Attore, regista e drammaturgo dalla lunga carriera sia in radio, in tivù cinema e teatro, senza dimenticare le strade e le piazze che lui ha sempre amato molto

Elisabetta Boninsegna
Cesenatoday
12 aprile 2017

Questa mattina, mercoledì, all’ospedale Bufalini, è morto Franco Mescolini a seguito di una complicanza intervenuta dopo un’operazione chirurgica. Avrebbe compiuto 73 anni il 26 luglio prossimo. Attore, regista e drammaturgo dalla lunga carriera sia in radio, in tivù cinema e teatro, senza dimenticare le strade e le piazze che lui ha sempre amato molto. Franco Mescolini ha segnato molte generazioni di cesenati, indicando come si insegna ai figli non solo a stare su un palco ma anche a vivere, a ridere e a vedere l’aspetto magico della vita.

A Cesena aveva messo in piedi la compagnia “La Bottega del teatro” con cui ha portato in giro moltissimi spettacoli indimenticabili, primi tra tutti Shakespeare e Dante in dialetto.  Ma Franco Mescolini è stato attore di cinema, prima di tutto. Un po’ di anni fa di lui Tullio Kezich scrisse: “Franco Mescolini, il vitellone giocatore di carte di Sabato Italiano. Se ce lo vedono a Hollywood ce lo portano via subito”. Ha lavorato con registi come Gigi Proietti, Maurizio Scaparro, Ugo Gregoretti, Mario Monicelli. Da giovane ha frequentato il Dams a Bologna sebbene il padre non volesse. Mentre studiava un professore lo chiamò in un gruppo teatrale e da lì è iniziata la sua carriera. Lo notarono e gli chiesero di fare un provino con dei funzionari Rai a Torino per recitare negli sceneggiati tivù. Ha vissuto per trent’anni a Roma, lavorando nel settore della tivù e della radio, non dimenticando mai la sua Cesena.

Poi c’è stato l’incontro con Roberto Benigni col quale si è trovato subito bene. Nel suo film “Il Mostro” era proprio Franco Mescolini il mostro. E anche ne “La vita è bella” aveva una particina, sebbene il suo compito più importante fosse dietro le scene, ovvero restare con il bambino quando non girava il film. L’ultimo film è stato girato qualche anno fa, “Tempo instabile con probabili schiarite” con Lillo e Greg. L’anno scorso era stato anche pubblicato un libro su di lui, edito da “Il Ponte Vecchio” scritto da Daniela Placido dal titolo “Franco Mescolini. Uomo, maestro, giullare”.

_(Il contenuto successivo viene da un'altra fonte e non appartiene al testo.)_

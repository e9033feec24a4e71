use std::io::{Seek, SeekFrom};

use crate::helper::Result;

pub trait Seeker {
    fn goto(&mut self, pos: u64) -> Result<u64>;
    fn position(&mut self) -> Result<u64>;
}

impl<Base> Seeker for Base
where
    Base: Seek + Sized,
{
    #[inline]
    fn goto(&mut self, pos: u64) -> Result<u64> { Ok(self.seek(SeekFrom::Start(pos))?) }

    #[inline]
    fn position(&mut self) -> Result<u64> { Ok(self.seek(SeekFrom::Current(0))?) }
}
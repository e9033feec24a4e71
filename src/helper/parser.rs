use super::Reader;
use crate::helper::Result;

/// Big-endian primitive reads. The bundle format and every MIPS ELF input
/// this crate accepts are big-endian only (§4.1), so unlike a general-purpose
/// binary parser this trait does not need to be generic over endianness.
pub trait Parser: Reader {
    #[inline]
    fn u8(&mut self) -> Result<u8> { Ok(self.read_array::<1>()?[0]) }

    #[inline]
    fn bu16(&mut self) -> Result<u16> { Ok(u16::from_be_bytes(self.read_array::<2>()?)) }

    #[inline]
    fn bu32(&mut self) -> Result<u32> { Ok(u32::from_be_bytes(self.read_array::<4>()?)) }

    #[inline]
    fn bu32_array<const L: usize>(&mut self) -> Result<[u32; L]> {
        let mut out = [0u32; L];
        for slot in out.iter_mut() {
            *slot = self.bu32()?;
        }
        Ok(out)
    }
}

impl<Base: Reader> Parser for Base {}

I MESSAGGI DI CORDOGLIO – Moltissimi i messaggi di cordoglio e amicizia vera e profonda apparsi da mercoledì mattina sulla sua pagina facebook. Tra questi anche quello di Barbara Abbondanza, attrice televisiva che ha iniziato a recitare con lui. “Tu mi hai insegnato a parlare con la luna, tu mi ci hai portato con sapiente maestrìa e da lassù abbiamo guardato il mondo certe notti d’estate. Con te ho iniziato il mio vero grande viaggio della vita sui sentieri dei sogni … se sono quella che sono oggi lo devo anche a te. Tu parti, ma per me sarai sempre il mio faro nella notte, la stella che guida ogni mia rotta su sentieri che abbiano un cuore. Buon viaggio mio amato Franco Mescolini … e quando sarai arrivato mangiati un bel bignè! Ci mancherai tanto…”

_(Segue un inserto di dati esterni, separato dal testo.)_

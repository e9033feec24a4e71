use std::panic::Location;

/// Marker used to attach the call-site of a failed read/write to an error
/// variant, the same way [`std::panic::Location`] is attached to a panic.
pub type ProblemLocation = &'static Location<'static>;

/// Problems raised while reading an ELF input object or a bundle (§4.1-4.2).
#[derive(thiserror::Error, Debug)]
#[non_exhaustive]
pub enum ParseProblem {
    #[error("{0} is not a valid object: {1}")]
    NotAnObject(String, &'static str),

    #[error("{0}: wrong relocation kind (expected {1})")]
    WrongKind(String, &'static str),

    #[error("invalid header: {0}")]
    InvalidHeader(&'static str, ProblemLocation),

    #[error("invalid data: {0}")]
    InvalidData(&'static str, ProblemLocation),

    #[error("invalid range: {0}")]
    InvalidRange(&'static str, ProblemLocation),

    #[error("unsupported version: {0}")]
    UnsupportedVersion(usize, ProblemLocation),

    #[error("unknown relocation type: {0}")]
    UnknownRelocationType(u8, ProblemLocation),
}

/// Problems raised by the symbol resolver (§4.3).
#[derive(thiserror::Error, Debug)]
#[non_exhaustive]
pub enum ResolveProblem {
    #[error("{path}:({section}+{offset:#06x}): undefined reference to '{symbol}'")]
    UndefinedReference {
        path:    String,
        section: String,
        offset:  u32,
        symbol:  String,
    },
}

/// Problems raised while assembling a bundle (§4.4-4.6, §4.11).
#[derive(thiserror::Error, Debug)]
#[non_exhaustive]
pub enum BuildProblem {
    #[error("no host object given")]
    MissingHost,

    #[error("module name is not valid UTF-8: {0}")]
    InvalidModuleName(String),

    #[error("module too large to encode ({0} bytes)")]
    ModuleTooLarge(usize),
}

/// Problems raised by the runtime loader (§4.7-§4.9).
#[derive(thiserror::Error, Debug)]
#[non_exhaustive]
pub enum LoadProblem {
    #[error("module '{0}' not found")]
    NotFound(String),

    #[error("allocation failed for {0} bytes (align {1})")]
    AllocationFailed(usize, u32),

    #[error("rom read failed at offset {0} for {1} bytes")]
    RomReadFailed(u32, usize),

    #[error("loader has not been initialised")]
    NotInitialised,
}

#[derive(thiserror::Error, Debug)]
#[non_exhaustive]
pub enum Error {
    #[error("parse: {0}")]
    Parse(#[from] ParseProblem),

    #[error("resolve: {0}")]
    Resolve(#[from] ResolveProblem),

    #[error("build: {0}")]
    Build(#[from] BuildProblem),

    #[error("load: {0}")]
    Load(#[from] LoadProblem),

    #[error("io error")]
    Io(#[from] std::io::Error),
}

pub type Result<T> = std::result::Result<T, Error>;

macro_rules! ensure {
    ($cond:expr, $err:expr) => {
        if !$cond {
            return Err($err.into());
        }
    };
}

pub(crate) use ensure;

“Franco – ricordano il sindaco Paolo Lucchi e l’assessore alla Cultura, Cristian Castorri – ha occupato un posto speciale nella storia recente del Bonci e in generale del teatro a Cesena. E ci piace ricordare soprattutto il suo impegno di straordinario animatore culturale – portato avanti anche in Consiglio comunale, di cui ha fatto parte fra il 1979 e il 1980, subentrando ad Alberto Sughi –  e il ruolo di generoso maestro, che ha svolto fin dai lontani anni Settanta, attraverso i corsi, le scuole, le attività promosse in città, nei quartieri, nella sede della sua Bottega, rivolgendosi sia ai professionisti, o ai futuri professionisti, sia agli appassionati, a tutti coloro che amando il teatro hanno desiderato imparare ad usarne gli strumenti”.

“Ma Franco è stato anche un grande motivatore: le sue appassionate “arringhe” a favore del teatro di sempre, della sua funzione culturale e didattica, sono indimenticabili – proseguono Lucchi e Castorri -. Senza dimenticare la sua opera di autore e interprete che lo ha portato a partecipare, nel teatro e nel cinema, a produzioni di grande importanza, ma soprattutto a essere egli stesso produttore di numerosi spettacoli, giocati su registri diversi e rivolti a diversi tipi di pubblico. Preziosa la collaborazione con il Bonci, portata avanti fin dai tempi del suo debutto e, in particolare, l’instancabile lavoro svolto dagli anni Ottanta ad oggi per far crescere la Stagione di Teatro ragazzi e garantirle quella ricchezza di contenuti e di idee che la rendono apprezzata e seguita. Con Mescolini se ne va un protagonista della cultura cesenate, e oggi siamo tutti un po’ più poveri”.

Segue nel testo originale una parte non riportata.